====== Supplied data

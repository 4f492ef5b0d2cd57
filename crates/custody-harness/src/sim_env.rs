//! Seeded simulation environment.

use std::{
    sync::{Arc, Mutex, MutexGuard, PoisonError},
    time::{Duration, Instant},
};

use custody_core::Environment;
use rand::{RngCore, SeedableRng};
use rand_chacha::ChaCha8Rng;

/// Unix time at which every simulation starts.
pub const SIM_EPOCH_UNIX: u64 = 1_700_000_000;

/// Deterministic environment.
///
/// Randomness comes from a ChaCha8 stream seeded at construction. Time is a
/// virtual clock that moves only through [`SimEnv::advance`] or `sleep`.
/// Clones share the RNG stream and the clock.
#[derive(Clone, Debug)]
pub struct SimEnv {
    seed: u64,
    start: Instant,
    elapsed: Arc<Mutex<Duration>>,
    rng: Arc<Mutex<ChaCha8Rng>>,
}

impl SimEnv {
    /// Environment seeded with 0.
    pub fn new() -> Self {
        Self::with_seed(0)
    }

    /// Environment with an explicit seed.
    pub fn with_seed(seed: u64) -> Self {
        tracing::debug!("SimEnv seed {}", seed);
        Self {
            seed,
            start: Instant::now(),
            elapsed: Arc::new(Mutex::new(Duration::ZERO)),
            rng: Arc::new(Mutex::new(ChaCha8Rng::seed_from_u64(seed))),
        }
    }

    /// Seed this environment was created with.
    pub fn seed(&self) -> u64 {
        self.seed
    }

    /// Move the virtual clock forward.
    pub fn advance(&self, duration: Duration) {
        *lock(&self.elapsed) += duration;
    }

    /// Virtual time since the environment was created.
    pub fn elapsed(&self) -> Duration {
        *lock(&self.elapsed)
    }
}

impl Default for SimEnv {
    fn default() -> Self {
        Self::new()
    }
}

impl Environment for SimEnv {
    fn now(&self) -> Instant {
        self.start + self.elapsed()
    }

    fn unix_time(&self) -> u64 {
        SIM_EPOCH_UNIX + self.elapsed().as_secs()
    }

    fn sleep(&self, duration: Duration) -> impl std::future::Future<Output = ()> + Send {
        self.advance(duration);
        tokio::time::sleep(duration)
    }

    fn random_bytes(&self, buffer: &mut [u8]) {
        lock(&self.rng).fill_bytes(buffer);
    }
}

// A panic while holding either lock leaves the data valid.
fn lock<T>(mutex: &Mutex<T>) -> MutexGuard<'_, T> {
    mutex.lock().unwrap_or_else(PoisonError::into_inner)
}
//! Subcommand dispatch and output.

use std::time::Duration;

use anyhow::{Context, Result, bail};
use custody_client::{Client, ClientAction, ClientConfig, ClientEvent, ClientIdentity};
use custody_crypto::parse_program_id;
use custody_proto::{ErrorCode, MaterialView, Pubkey, SignerEntry, TransferRecord};
use custody_server::SystemEnv;

use crate::{
    args::{Cli, Command},
    connection::Connection,
    keyfile,
    session::Session,
};

/// Run the parsed command line.
pub async fn dispatch(cli: Cli) -> Result<()> {
    let config = ClientConfig {
        program_id: parse_program_id(&cli.program_id),
        request_timeout: Duration::from_secs(cli.timeout),
    };

    if !cli.command.needs_server() {
        return run_local(&cli, config);
    }

    let Some(ca) = &cli.ca else {
        bail!("--ca is required: pass the certificate written by `custody-server --write-cert`");
    };

    let keypair = keyfile::load_or_generate(&cli.keypair)?;
    let client = Client::new(SystemEnv::new(), ClientIdentity::new(keypair), config);

    let connection = Connection::connect(&cli.server, &cli.server_name, ca).await?;
    let mut session = Session::new(client, connection);

    let result = run(&mut session, cli.command).await;
    session.close().await;
    result
}

fn run_local(cli: &Cli, config: ClientConfig) -> Result<()> {
    match &cli.command {
        Command::Keygen { force } => {
            let keypair = keyfile::generate()?;
            keyfile::write(&cli.keypair, &keypair, *force)?;
            println!("{}", keypair.pubkey());
        },
        Command::Address { material_id } => {
            println!("{}", offline_client(config).record_address(material_id)?);
        },
        other => bail!("{other:?} needs a server"),
    }
    Ok(())
}

async fn run(session: &mut Session, command: Command) -> Result<()> {
    match command {
        Command::Init { material_id } => {
            let view = expect_record(
                session.call(ClientEvent::InitializeMaterial { material_id }).await?,
            )?;
            print_view(&view);
        },

        Command::Transfer { material_id, new_holder, notes } => {
            let record = fetch(session, &material_id).await?;
            let view = expect_record(
                session.call(ClientEvent::TransferMaterial { record, new_holder, notes }).await?,
            )?;
            print_view(&view);
        },

        Command::Quarantine { material_id, reason } => {
            let record = fetch(session, &material_id).await?;
            let view = expect_record(
                session.call(ClientEvent::QuarantineMaterial { record, reason }).await?,
            )?;
            print_view(&view);
        },

        Command::Fetch { material_id } => {
            let record = fetch(session, &material_id).await?;
            if let Some(view) = session.client().view(&record) {
                print_view(view);
            }
        },

        Command::History { material_id, from, limit } => {
            let record = session.client().record_address(&material_id)?;
            let event = ClientEvent::ListTransfers { record, from_sequence: from, limit };
            match session.call(event).await? {
                ClientAction::TransfersListed { transfers, .. } => print_history(&transfers),
                other => bail!("unexpected result {other:?}"),
            }
        },

        Command::Materials { limit } => {
            match session.call(ClientEvent::ListMaterials { limit }).await? {
                ClientAction::MaterialsListed(views) => {
                    for view in &views {
                        println!(
                            "{}  {:<20}  seq {:>4}  {:?}  {}",
                            view.record,
                            view.material_id,
                            view.last_sequence,
                            view.status,
                            view.current_holder
                        );
                    }
                },
                other => bail!("unexpected result {other:?}"),
            }
        },

        Command::RegisterSigner { role } => {
            let pubkey = session.client().pubkey();
            let expected_sequence = registration_count(session, pubkey).await?;
            let event = ClientEvent::RegisterSigner { role: role.clone(), expected_sequence };
            match session.call(event).await? {
                ClientAction::Acknowledged { .. } => println!("registered {pubkey} as {role}"),
                other => bail!("unexpected result {other:?}"),
            }
        },

        Command::Signers { after, limit } => {
            match session.call(ClientEvent::ListSigners { after, limit }).await? {
                ClientAction::SignersListed(signers) => print_signers(&signers),
                other => bail!("unexpected result {other:?}"),
            }
        },

        local @ (Command::Keygen { .. } | Command::Address { .. }) => {
            bail!("{local:?} does not talk to a server")
        },
    }

    Ok(())
}

/// Fetch `material_id` into the client's cache and return its address.
async fn fetch(session: &mut Session, material_id: &str) -> Result<Pubkey> {
    let record = session.client().record_address(material_id)?;
    expect_record(session.call(ClientEvent::FetchMaterial { record }).await?)
        .with_context(|| format!("fetching {material_id}"))?;
    Ok(record)
}

/// How many times `pubkey` has registered; zero if it never has.
async fn registration_count(session: &mut Session, pubkey: Pubkey) -> Result<u64> {
    match session.exchange(ClientEvent::FetchSigner { pubkey }).await? {
        ClientAction::SignerFetched(entry) => Ok(entry.sequence),
        ClientAction::RequestFailed { code: ErrorCode::SignerNotFound, .. } => Ok(0),
        ClientAction::RequestFailed { code, message, .. } => {
            bail!("server rejected request ({code:?}): {message}")
        },
        other => bail!("unexpected result {other:?}"),
    }
}

fn expect_record(action: ClientAction) -> Result<MaterialView> {
    match action {
        ClientAction::RecordFetched(view) => Ok(view),
        other => bail!("unexpected result {other:?}"),
    }
}

/// A client that never sends anything, for address derivation.
fn offline_client(config: ClientConfig) -> Client<SystemEnv> {
    let identity = ClientIdentity::new(custody_crypto::Keypair::from_seed([0; 32]));
    Client::new(SystemEnv::new(), identity, config)
}

fn print_view(view: &MaterialView) {
    println!("record:         {}", view.record);
    println!("material id:    {}", view.material_id);
    println!("current holder: {}", view.current_holder);
    println!("last sequence:  {}", view.last_sequence);
    println!("status:         {:?}", view.status);
}

fn print_history(transfers: &[TransferRecord]) {
    if transfers.is_empty() {
        println!("no transfers");
    }
    for t in transfers {
        println!("#{:<4} {} -> {}  at {}  {}", t.sequence, t.from, t.to, t.timestamp, t.notes);
    }
}

fn print_signers(signers: &[SignerEntry]) {
    for s in signers {
        println!("{}  {:<20}  registered {}x", s.pubkey, s.role, s.sequence);
    }
}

============

> What the task requires: Retype only the stretch of lines above starting at the one with "async fn registration_count(session: &mut" and stopping at the one with "code: ErrorCode::SignerNotFound, ..", exactly as written, with both kept.

> Task response:
async fn registration_count(session: &mut Session, pubkey: Pubkey) -> Result<u64> {
    match session.exchange(ClientEvent::FetchSigner { pubkey }).await? {
        ClientAction::SignerFetched(entry) => Ok(entry.sequence),
        ClientAction::RequestFailed { code: ErrorCode::SignerNotFound, .. } => Ok(0),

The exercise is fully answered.